**What this task involves**
With the records below as your source, retype each line exactly from the top down to the line that contains "entry. When the", and include that line.

=-=-=

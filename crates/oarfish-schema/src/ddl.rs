//! Vendor DDL rendering
//!
//! The vector index grammar is:
//!
//! ```text
//! CREATE VECTOR INDEX <name> (<column>) ON <table> [WITH (<k>=<v>,...,type=<algo>)]
//! ```
//!
//! Extra parameters render in registration order, comma-separated with no
//! spaces; the `type=` entry is always the last WITH entry. When the
//! descriptor carries neither extras nor an algorithm, the WITH clause is
//! omitted entirely.

use crate::index::IndexDescriptor;
use oarfish_core::{validate_identifier, Result};

/// Render the CREATE VECTOR INDEX statement for one descriptor.
pub fn render_create_vector_index(descriptor: &IndexDescriptor, table_name: &str) -> Result<String> {
    validate_identifier(table_name, "table")?;
    validate_identifier(descriptor.index_name(), "index")?;
    validate_identifier(descriptor.field_name(), "column")?;

    let mut entries: Vec<String> = descriptor
        .params()
        .map(|(key, value)| format!("{}={}", key, value))
        .collect();
    if let Some(algorithm) = descriptor.algorithm() {
        entries.push(format!("type={}", algorithm.keyword()));
    }

    let stmt = if entries.is_empty() {
        format!(
            "CREATE VECTOR INDEX {} ({}) ON {}",
            descriptor.index_name(),
            descriptor.field_name(),
            table_name
        )
    } else {
        format!(
            "CREATE VECTOR INDEX {} ({}) ON {} WITH ({})",
            descriptor.index_name(),
            descriptor.field_name(),
            table_name,
            entries.join(",")
        )
    };
    Ok(stmt)
}

/// Render an ordinary (non-vector) CREATE INDEX statement.
pub fn render_create_index(index_name: &str, table_name: &str, columns: &[&str]) -> Result<String> {
    validate_identifier(index_name, "index")?;
    validate_identifier(table_name, "table")?;
    for column in columns {
        validate_identifier(column, "column")?;
    }
    Ok(format!(
        "CREATE INDEX {} ON {} ({})",
        index_name,
        table_name,
        columns.join(", ")
    ))
}
//! Vector value codec and vector column type
//!
//! Converts between in-memory `f32` sequences and the two wire forms the
//! database understands (a bracketed text literal and a JSON-bytes payload),
//! and models a vector-typed table column with an optional declared
//! dimension.
//!
//! # Example
//!
//! ```
//! use oarfish_core::SqlValue;
//! use oarfish_vector::{decode_from_storage, Vector, VectorColumn};
//!
//! # fn main() -> oarfish_core::Result<()> {
//! let col = VectorColumn::with_dim(3);
//! let literal = col.bind(Some(&Vector::new(vec![0.5, 1.5, 2.5])))?;
//! assert_eq!(literal.as_deref(), Some("[0.5,1.5,2.5]"));
//!
//! let stored = SqlValue::Text("[0.5,1.5,2.5]".to_string());
//! let decoded = decode_from_storage(&stored)?.unwrap();
//! assert_eq!(decoded.as_slice(), &[0.5, 1.5, 2.5]);
//! # Ok(())
//! # }
//! ```

pub mod column;
pub mod vector;

pub use column::VectorColumn;
pub use vector::{decode_from_storage, encode_for_storage, Vector};
//! Schema model for the oarfish client
//!
//! Declarative table/column descriptors, vector index descriptors with an
//! order-preserving parameter registry, and the vendor DDL rendering that
//! turns them into the exact statement text the server parses.
//!
//! # Example
//!
//! ```
//! use oarfish_schema::{ddl, IndexAlgorithm, IndexDescriptor};
//!
//! # fn main() -> oarfish_core::Result<()> {
//! let idx = IndexDescriptor::new("idx1", &["c2"], Some(IndexAlgorithm::Hnsw))?
//!     .with_param("distance", "l2")
//!     .with_param("lib", "vsag");
//!
//! assert_eq!(
//!     ddl::render_create_vector_index(&idx, "t1")?,
//!     "CREATE VECTOR INDEX idx1 (c2) ON t1 WITH (distance=l2,lib=vsag,type=hnsw)"
//! );
//! # Ok(())
//! # }
//! ```

pub mod ddl;
pub mod distance;
pub mod index;
pub mod table;

pub use ddl::{render_create_index, render_create_vector_index};
pub use distance::DistanceFn;
pub use index::{IndexAlgorithm, IndexDescriptor, IndexParams};
pub use table::{ColumnDef, ColumnType, TableDef};
use thiserror::Error;

#[derive(Error, Debug)]
pub enum OarfishError {
    #[error("expected a one-dimensional numeric sequence: {0}")]
    Shape(String),

    #[error("expected {expected} dimensions, not {actual}")]
    DimensionMismatch { expected: usize, actual: usize },

    #[error("codec error: {0}")]
    Codec(String),

    #[error("expected single column for vector index, got {0}")]
    ColumnCount(usize),

    #[error("unsupported vector index algorithm: {0}")]
    UnsupportedAlgorithm(String),

    #[error("identifier error: {0}")]
    Identifier(String),

    #[error("not found: {0}")]
    NotFound(String),

    #[error("execution error: {0}")]
    Execution(String),

    #[error("Other error: {0}")]
    Other(#[from] anyhow::Error),
}

pub type Result<T> = std::result::Result<T, OarfishError>;

// Custom Error Types:
//
// Executor implementations wrapping a concrete driver can surface driver
// errors through `OarfishError::Execution`, or convert any error that
// implements `std::error::Error + Send + Sync + 'static` via the
// `#[from] anyhow::Error` variant.
//! Row value model
//!
//! `SqlValue` is the typed value a result row cell or a bound parameter can
//! hold; `Row` is an ordered mapping of column name to value, which is how
//! executors return result sets.

use indexmap::IndexMap;
use serde::{Deserialize, Serialize};

/// A single SQL value as seen on the client side.
#[derive(Debug, Clone, PartialEq, Serialize, Deserialize)]
pub enum SqlValue {
    Null,
    Integer(i64),
    Float(f64),
    Text(String),
    Bytes(Vec<u8>),
    /// An already-decoded vector. Decoding a value of this kind is a no-op.
    Vector(Vec<f32>),
}

impl SqlValue {
    /// Short name of the value kind, used in error messages.
    pub fn kind_name(&self) -> &'static str {
        match self {
            SqlValue::Null => "null",
            SqlValue::Integer(_) => "integer",
            SqlValue::Float(_) => "float",
            SqlValue::Text(_) => "text",
            SqlValue::Bytes(_) => "bytes",
            SqlValue::Vector(_) => "vector",
        }
    }

    pub fn is_null(&self) -> bool {
        matches!(self, SqlValue::Null)
    }
}

impl From<i64> for SqlValue {
    fn from(v: i64) -> Self {
        SqlValue::Integer(v)
    }
}

impl From<f64> for SqlValue {
    fn from(v: f64) -> Self {
        SqlValue::Float(v)
    }
}

impl From<&str> for SqlValue {
    fn from(v: &str) -> Self {
        SqlValue::Text(v.to_string())
    }
}

impl From<String> for SqlValue {
    fn from(v: String) -> Self {
        SqlValue::Text(v)
    }
}

impl From<Vec<f32>> for SqlValue {
    fn from(v: Vec<f32>) -> Self {
        SqlValue::Vector(v)
    }
}

/// One result or input row: column name to value, in column order.
#[derive(Debug, Clone, Default, PartialEq)]
pub struct Row {
    columns: IndexMap<String, SqlValue>,
}

impl Row {
    pub fn new() -> Self {
        Self::default()
    }

    /// Builder-style insert.
    pub fn with(mut self, name: impl Into<String>, value: impl Into<SqlValue>) -> Self {
        self.insert(name, value);
        self
    }

    /// Insert a value, replacing any previous value for the same column.
    pub fn insert(&mut self, name: impl Into<String>, value: impl Into<SqlValue>) {
        self.columns.insert(name.into(), value.into());
    }

    pub fn get(&self, name: &str) -> Option<&SqlValue> {
        self.columns.get(name)
    }

    pub fn columns(&self) -> impl Iterator<Item = (&str, &SqlValue)> {
        self.columns.iter().map(|(k, v)| (k.as_str(), v))
    }

    pub fn len(&self) -> usize {
        self.columns.len()
    }

    pub fn is_empty(&self) -> bool {
        self.columns.is_empty()
    }
}

impl FromIterator<(String, SqlValue)> for Row {
    fn from_iter<T: IntoIterator<Item = (String, SqlValue)>>(iter: T) -> Self {
        Self {
            columns: iter.into_iter().collect(),
        }
    }
}

#[cfg(test)]
mod tests {
    use super::*;

    #[test]
    fn test_row_preserves_column_order() {
        let row = Row::new()
            .with("c1", 1i64)
            .with("c3", "x")
            .with("c2", 2.5f64);

        let names: Vec<&str> = row.columns().map(|(n, _)| n).collect();
        assert_eq!(names, vec!["c1", "c3", "c2"]);
    }

    #[test]
    fn test_row_insert_replaces() {
        let mut row = Row::new();
        row.insert("c1", 1i64);
        row.insert("c1", 2i64);

        assert_eq!(row.len(), 1);
        assert_eq!(row.get("c1"), Some(&SqlValue::Integer(2)));
    }

    #[test]
    fn test_kind_names() {
        assert_eq!(SqlValue::Null.kind_name(), "null");
        assert_eq!(SqlValue::Vector(vec![1.0]).kind_name(), "vector");
        assert_eq!(SqlValue::Bytes(vec![1]).kind_name(), "bytes");
    }
}
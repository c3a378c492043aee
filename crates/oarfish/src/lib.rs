//! Client library for a SQL-speaking vector database
//!
//! Oarfish lets application code declare tables with vector-typed columns,
//! register vector similarity indexes, and run nearest-neighbor queries.
//! It produces the exact DDL/DML text the server parses and converts
//! between in-memory `f32` vectors and the database's wire encodings;
//! statement execution is delegated to an [`Executor`] implementation.
//!
//! # Example
//!
//! ```
//! use oarfish::prelude::*;
//!
//! # fn main() -> oarfish::Result<()> {
//! let table = TableDef::new("t1")
//!     .column(ColumnDef::new("c1", ColumnType::Integer).primary_key())
//!     .column(ColumnDef::new("c2", ColumnType::Vector(Some(3))));
//!
//! let mut indexes = IndexParams::new();
//! indexes.register(
//!     "c2",
//!     IndexAlgorithm::Hnsw,
//!     "idx1",
//!     [("distance", "l2"), ("lib", "vsag")],
//! )?;
//!
//! let mut engine = MemoryExecutor::new();
//! let mut client = Client::new(&mut engine);
//! client.create_table_with_indexes(&table, &indexes)?;
//!
//! client.insert(
//!     &table,
//!     &Row::new().with("c1", 1i64).with("c2", vec![0.1f32, 0.2, 0.3]),
//! )?;
//!
//! let search = AnnSearch::new(&table, "c2")?.limit(10);
//! let hits = client.ann_search(&search, &Vector::new(vec![0.1, 0.2, 0.3]))?;
//! # let _ = hits;
//! # Ok(())
//! # }
//! ```

pub mod client;
pub mod executor;
pub mod prelude;
pub mod statement;

pub use client::{AnnSearch, Client, ClientConfig};
pub use executor::{Executor, MemoryExecutor};
pub use oarfish_core::{OarfishError, Result, Row, SqlValue};
pub use oarfish_schema::{
    ColumnDef, ColumnType, DistanceFn, IndexAlgorithm, IndexDescriptor, IndexParams, TableDef,
};
pub use oarfish_vector::{Vector, VectorColumn};
pub use statement::SearchKind;
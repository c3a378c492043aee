//! Vector column type

use crate::vector::{decode_from_storage, encode_for_storage, Vector};
use oarfish_core::{Result, SqlValue};
use serde::{Deserialize, Serialize};

/// A table column of vector type, with an optional declared dimension.
///
/// When a dimension is declared, every vector bound to the column must have
/// exactly that many elements; an absent dimension means "unconstrained".
///
/// # Example
///
/// ```
/// use oarfish_vector::{Vector, VectorColumn};
///
/// let col = VectorColumn::with_dim(3);
/// assert_eq!(col.col_spec(), "VECTOR(3)");
///
/// let bound = col.bind(Some(&Vector::new(vec![1.0, 2.0, 3.0]))).unwrap();
/// assert_eq!(bound.as_deref(), Some("[1,2,3]"));
/// ```
#[derive(Debug, Clone, Copy, PartialEq, Eq, Default, Serialize, Deserialize)]
pub struct VectorColumn {
    dim: Option<usize>,
}

impl VectorColumn {
    pub fn new(dim: Option<usize>) -> Self {
        Self { dim }
    }

    /// Column constrained to exactly `dim` elements.
    pub fn with_dim(dim: usize) -> Self {
        Self { dim: Some(dim) }
    }

    /// Column accepting vectors of any width.
    pub fn unconstrained() -> Self {
        Self { dim: None }
    }

    pub fn dim(&self) -> Option<usize> {
        self.dim
    }

    /// The column type text emitted by table DDL: `VECTOR` or `VECTOR(<n>)`.
    pub fn col_spec(&self) -> String {
        match self.dim {
            None => "VECTOR".to_string(),
            Some(dim) => format!("VECTOR({})", dim),
        }
    }

    /// Encode a value bound to this column, enforcing the declared dimension.
    pub fn bind(&self, value: Option<&Vector>) -> Result<Option<String>> {
        encode_for_storage(value, self.dim)
    }

    /// Decode a result-set value read from this column.
    pub fn result(&self, raw: &SqlValue) -> Result<Option<Vector>> {
        decode_from_storage(raw)
    }
}

#[cfg(test)]
mod tests {
    use super::*;
    use oarfish_core::OarfishError;

    #[test]
    fn test_col_spec() {
        assert_eq!(VectorColumn::unconstrained().col_spec(), "VECTOR");
        assert_eq!(VectorColumn::with_dim(384).col_spec(), "VECTOR(384)");
    }

    #[test]
    fn test_bind_enforces_dim() {
        let col = VectorColumn::with_dim(4);
        let v = Vector::new(vec![1.0, 2.0, 3.0]);
        assert!(matches!(
            col.bind(Some(&v)),
            Err(OarfishError::DimensionMismatch {
                expected: 4,
                actual: 3
            })
        ));

        let col = VectorColumn::unconstrained();
        assert_eq!(col.bind(Some(&v)).unwrap().as_deref(), Some("[1,2,3]"));
        assert_eq!(col.bind(None).unwrap(), None);
    }

    #[test]
    fn test_result_decodes() {
        let col = VectorColumn::with_dim(2);
        let decoded = col.result(&SqlValue::Text("[1.5,2.5]".into())).unwrap();
        assert_eq!(decoded.unwrap().as_slice(), &[1.5, 2.5]);
        assert_eq!(col.result(&SqlValue::Null).unwrap(), None);
    }
}
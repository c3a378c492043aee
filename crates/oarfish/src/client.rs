//! High-level client over an execution collaborator
//!
//! The client renders DDL/DML text and hands it to a borrowed [`Executor`].
//! With the check-first policy on (the default), create operations skip
//! targets that already exist and operations against a missing table fail
//! with [`OarfishError::NotFound`] instead of surfacing a server error.

use crate::executor::Executor;
use crate::statement::{self, SearchKind};
use oarfish_core::{OarfishError, Result, Row};
use oarfish_schema::{ddl, DistanceFn, IndexDescriptor, IndexParams, TableDef};
use oarfish_vector::Vector;
use serde::{Deserialize, Serialize};

/// Client behavior toggles.
#[derive(Debug, Clone, Copy, Serialize, Deserialize)]
pub struct ClientConfig {
    /// Consult the executor's existence checks before create operations
    /// and before DML against a table.
    pub check_first: bool,
}

impl Default for ClientConfig {
    fn default() -> Self {
        Self { check_first: true }
    }
}

/// A nearest-neighbor search over one vector column.
///
/// # Example
///
/// ```
/// use oarfish::prelude::*;
///
/// # fn main() -> oarfish::Result<()> {
/// let table = TableDef::new("docs")
///     .column(ColumnDef::new("id", ColumnType::BigInt).primary_key())
///     .column(ColumnDef::new("embedding", ColumnType::Vector(Some(3))));
///
/// let search = AnnSearch::new(&table, "embedding")?
///     .distance(DistanceFn::CosineDistance)
///     .limit(5)
///     .output(&["id"]);
///
/// let sql = search.render(&Vector::new(vec![0.1, 0.2, 0.3]))?;
/// assert!(sql.starts_with("SELECT id, cosine_distance(embedding,"));
/// # Ok(())
/// # }
/// ```
#[derive(Debug, Clone)]
pub struct AnnSearch<'t> {
    table: &'t TableDef,
    vector_column: String,
    distance: DistanceFn,
    kind: SearchKind,
    limit: usize,
    output: Vec<String>,
}

impl<'t> AnnSearch<'t> {
    /// Build a search over `vector_column`, which must be a vector column
    /// of `table`.
    pub fn new(table: &'t TableDef, vector_column: impl Into<String>) -> Result<Self> {
        let vector_column = vector_column.into();
        let column = table.column_named(&vector_column).ok_or_else(|| {
            OarfishError::NotFound(format!(
                "column {} in table {}",
                vector_column,
                table.name()
            ))
        })?;
        if column.vector_dim().is_none() {
            return Err(OarfishError::Codec(format!(
                "column {} is not a vector column",
                vector_column
            )));
        }
        Ok(Self {
            table,
            vector_column,
            distance: DistanceFn::default(),
            kind: SearchKind::default(),
            limit: 10,
            output: Vec::new(),
        })
    }

    /// Set the distance function. Default is L2.
    pub fn distance(mut self, distance: DistanceFn) -> Self {
        self.distance = distance;
        self
    }

    /// Ask for exact ordering instead of the approximate index scan.
    pub fn exact(mut self) -> Self {
        self.kind = SearchKind::Exact;
        self
    }

    /// Maximum number of results. Default is 10.
    pub fn limit(mut self, limit: usize) -> Self {
        self.limit = limit;
        self
    }

    /// Columns to select; empty means `*`.
    pub fn output(mut self, columns: &[&str]) -> Self {
        self.output = columns.iter().map(|c| c.to_string()).collect();
        self
    }

    /// Render the SELECT for one query vector.
    pub fn render(&self, query: &Vector) -> Result<String> {
        let output: Vec<&str> = self.output.iter().map(String::as_str).collect();
        statement::render_ann_search(
            self.table,
            &self.vector_column,
            query,
            self.distance,
            self.kind,
            self.limit,
            &output,
        )
    }

    fn table(&self) -> &TableDef {
        self.table
    }
}

/// The oarfish client. Borrows the engine; owns nothing else.
pub struct Client<'a, E: Executor> {
    executor: &'a mut E,
    config: ClientConfig,
}

impl<'a, E: Executor> Client<'a, E> {
    pub fn new(executor: &'a mut E) -> Self {
        Self::with_config(executor, ClientConfig::default())
    }

    pub fn with_config(executor: &'a mut E, config: ClientConfig) -> Self {
        Self { executor, config }
    }

    /// Create a table; skipped (and logged) when it already exists and the
    /// check-first policy is on.
    pub fn create_table(&mut self, table: &TableDef) -> Result<()> {
        if self.config.check_first && self.executor.table_exists(table.name())? {
            tracing::debug!(table = table.name(), "table already exists, skipping");
            return Ok(());
        }
        let sql = table.render_create_table()?;
        self.executor.execute(&sql)?;
        tracing::info!(table = table.name(), "created table");
        Ok(())
    }

    /// Create a table and its pending vector indexes as one batch.
    pub fn create_table_with_indexes(
        &mut self,
        table: &TableDef,
        indexes: &IndexParams,
    ) -> Result<()> {
        self.create_table(table)?;
        for descriptor in indexes {
            self.create_vector_index(table.name(), descriptor)?;
        }
        Ok(())
    }

    /// Create one vector similarity index.
    ///
    /// Fails with [`OarfishError::NotFound`] when the table does not exist;
    /// an index that already exists is skipped under check-first.
    pub fn create_vector_index(
        &mut self,
        table_name: &str,
        descriptor: &IndexDescriptor,
    ) -> Result<()> {
        self.ensure_table(table_name)?;
        if self.config.check_first
            && self
                .executor
                .index_exists(table_name, descriptor.index_name())?
        {
            tracing::debug!(
                table = table_name,
                index = descriptor.index_name(),
                "index already exists, skipping"
            );
            return Ok(());
        }
        let sql = ddl::render_create_vector_index(descriptor, table_name)?;
        self.executor.execute(&sql)?;
        tracing::info!(
            table = table_name,
            index = descriptor.index_name(),
            "created vector index"
        );
        Ok(())
    }

    /// Create an ordinary (non-vector) index.
    pub fn create_index(
        &mut self,
        table_name: &str,
        index_name: &str,
        columns: &[&str],
    ) -> Result<()> {
        self.ensure_table(table_name)?;
        if self.config.check_first && self.executor.index_exists(table_name, index_name)? {
            tracing::debug!(
                table = table_name,
                index = index_name,
                "index already exists, skipping"
            );
            return Ok(());
        }
        let sql = ddl::render_create_index(index_name, table_name, columns)?;
        self.executor.execute(&sql)?;
        tracing::info!(table = table_name, index = index_name, "created index");
        Ok(())
    }

    /// Insert one row, encoding vector columns through the codec.
    pub fn insert(&mut self, table: &TableDef, row: &Row) -> Result<u64> {
        self.ensure_table(table.name())?;
        let sql = statement::render_insert(table, row)?;
        let affected = self.executor.execute(&sql)?;
        tracing::debug!(table = table.name(), "inserted row");
        Ok(affected)
    }

    /// Run a nearest-neighbor search and decode vector columns in the
    /// result rows.
    pub fn ann_search(&mut self, search: &AnnSearch<'_>, query: &Vector) -> Result<Vec<Row>> {
        self.ensure_table(search.table().name())?;
        let sql = search.render(query)?;
        let rows = self.executor.query(&sql)?;
        statement::decode_rows(search.table(), rows)
    }

    fn ensure_table(&mut self, name: &str) -> Result<()> {
        if self.config.check_first && !self.executor.table_exists(name)? {
            return Err(OarfishError::NotFound(format!("table {}", name)));
        }
        Ok(())
    }
}
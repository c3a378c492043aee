//! Table and column descriptors

use oarfish_core::{validate_identifier, Result};
use oarfish_vector::VectorColumn;
use serde::{Deserialize, Serialize};

/// Column types the client can declare (MySQL-dialect keywords).
#[derive(Debug, Clone, Copy, PartialEq, Eq, Serialize, Deserialize)]
pub enum ColumnType {
    Integer,
    BigInt,
    Double,
    Varchar(usize),
    Text,
    /// Vector column with an optional declared dimension.
    Vector(Option<usize>),
}

impl ColumnType {
    /// The type text emitted by CREATE TABLE for this column.
    pub fn col_spec(&self) -> String {
        match self {
            ColumnType::Integer => "INT".to_string(),
            ColumnType::BigInt => "BIGINT".to_string(),
            ColumnType::Double => "DOUBLE".to_string(),
            ColumnType::Varchar(len) => format!("VARCHAR({})", len),
            ColumnType::Text => "TEXT".to_string(),
            ColumnType::Vector(dim) => VectorColumn::new(*dim).col_spec(),
        }
    }

    pub fn is_vector(&self) -> bool {
        matches!(self, ColumnType::Vector(_))
    }
}

/// One column declaration.
#[derive(Debug, Clone, PartialEq, Serialize, Deserialize)]
pub struct ColumnDef {
    name: String,
    column_type: ColumnType,
    primary_key: bool,
    nullable: bool,
}

impl ColumnDef {
    pub fn new(name: impl Into<String>, column_type: ColumnType) -> Self {
        Self {
            name: name.into(),
            column_type,
            primary_key: false,
            nullable: true,
        }
    }

    pub fn primary_key(mut self) -> Self {
        self.primary_key = true;
        self.nullable = false;
        self
    }

    pub fn not_null(mut self) -> Self {
        self.nullable = false;
        self
    }

    pub fn name(&self) -> &str {
        &self.name
    }

    pub fn column_type(&self) -> ColumnType {
        self.column_type
    }

    /// For a vector column, the declared dimension constraint.
    pub fn vector_dim(&self) -> Option<Option<usize>> {
        match self.column_type {
            ColumnType::Vector(dim) => Some(dim),
            _ => None,
        }
    }

    fn render(&self) -> String {
        let mut out = format!("{} {}", self.name, self.column_type.col_spec());
        if self.primary_key {
            out.push_str(" PRIMARY KEY");
        } else if !self.nullable {
            out.push_str(" NOT NULL");
        }
        out
    }
}

/// A logical table: name plus column declarations.
///
/// # Example
///
/// ```
/// use oarfish_schema::{ColumnDef, ColumnType, TableDef};
///
/// let table = TableDef::new("t1")
///     .column(ColumnDef::new("c1", ColumnType::Integer).primary_key())
///     .column(ColumnDef::new("c2", ColumnType::Vector(Some(3))));
///
/// assert_eq!(
///     table.render_create_table().unwrap(),
///     "CREATE TABLE t1 (c1 INT PRIMARY KEY, c2 VECTOR(3))"
/// );
/// ```
#[derive(Debug, Clone, PartialEq, Serialize, Deserialize)]
pub struct TableDef {
    name: String,
    columns: Vec<ColumnDef>,
}

impl TableDef {
    pub fn new(name: impl Into<String>) -> Self {
        Self {
            name: name.into(),
            columns: Vec::new(),
        }
    }

    pub fn column(mut self, column: ColumnDef) -> Self {
        self.columns.push(column);
        self
    }

    pub fn name(&self) -> &str {
        &self.name
    }

    pub fn columns(&self) -> &[ColumnDef] {
        &self.columns
    }

    pub fn column_named(&self, name: &str) -> Option<&ColumnDef> {
        self.columns.iter().find(|c| c.name() == name)
    }

    /// Render the CREATE TABLE statement, validating every identifier.
    pub fn render_create_table(&self) -> Result<String> {
        validate_identifier(&self.name, "table")?;
        let mut parts = Vec::with_capacity(self.columns.len());
        for column in &self.columns {
            validate_identifier(column.name(), "column")?;
            parts.push(column.render());
        }
        Ok(format!("CREATE TABLE {} ({})", self.name, parts.join(", ")))
    }
}

#[cfg(test)]
mod tests {
    use super::*;

    #[test]
    fn test_col_specs() {
        assert_eq!(ColumnType::Integer.col_spec(), "INT");
        assert_eq!(ColumnType::Varchar(64).col_spec(), "VARCHAR(64)");
        assert_eq!(ColumnType::Vector(None).col_spec(), "VECTOR");
        assert_eq!(ColumnType::Vector(Some(3)).col_spec(), "VECTOR(3)");
    }

    #[test]
    fn test_render_create_table() {
        let table = TableDef::new("items")
            .column(ColumnDef::new("id", ColumnType::BigInt).primary_key())
            .column(ColumnDef::new("title", ColumnType::Varchar(128)).not_null())
            .column(ColumnDef::new("embedding", ColumnType::Vector(Some(384))));

        assert_eq!(
            table.render_create_table().unwrap(),
            "CREATE TABLE items (id BIGINT PRIMARY KEY, title VARCHAR(128) NOT NULL, \
             embedding VECTOR(384))"
        );
    }

    #[test]
    fn test_render_rejects_bad_identifiers() {
        let table = TableDef::new("t; DROP TABLE x")
            .column(ColumnDef::new("c1", ColumnType::Integer));
        assert!(table.render_create_table().is_err());

        let table = TableDef::new("t1").column(ColumnDef::new("c1; --", ColumnType::Integer));
        assert!(table.render_create_table().is_err());
    }

    #[test]
    fn test_column_lookup() {
        let table = TableDef::new("t1")
            .column(ColumnDef::new("c1", ColumnType::Integer))
            .column(ColumnDef::new("c2", ColumnType::Vector(Some(3))));

        assert!(table.column_named("c1").is_some());
        assert!(table.column_named("missing").is_none());
        assert_eq!(table.column_named("c2").unwrap().vector_dim(), Some(Some(3)));
    }
}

=-=-=

**Written solution**
filename crates/oarfish-schema/src/ddl.rs
//! Vendor DDL rendering
//!
//! The vector index grammar is:
//!
//! ```text
//! CREATE VECTOR INDEX <name> (<column>) ON <table> [WITH (<k>=<v>,...,type=<algo>)]
//! ```
//!
//! Extra parameters render in registration order, comma-separated with no
//! spaces; the `type=` entry is always the last WITH entry. When the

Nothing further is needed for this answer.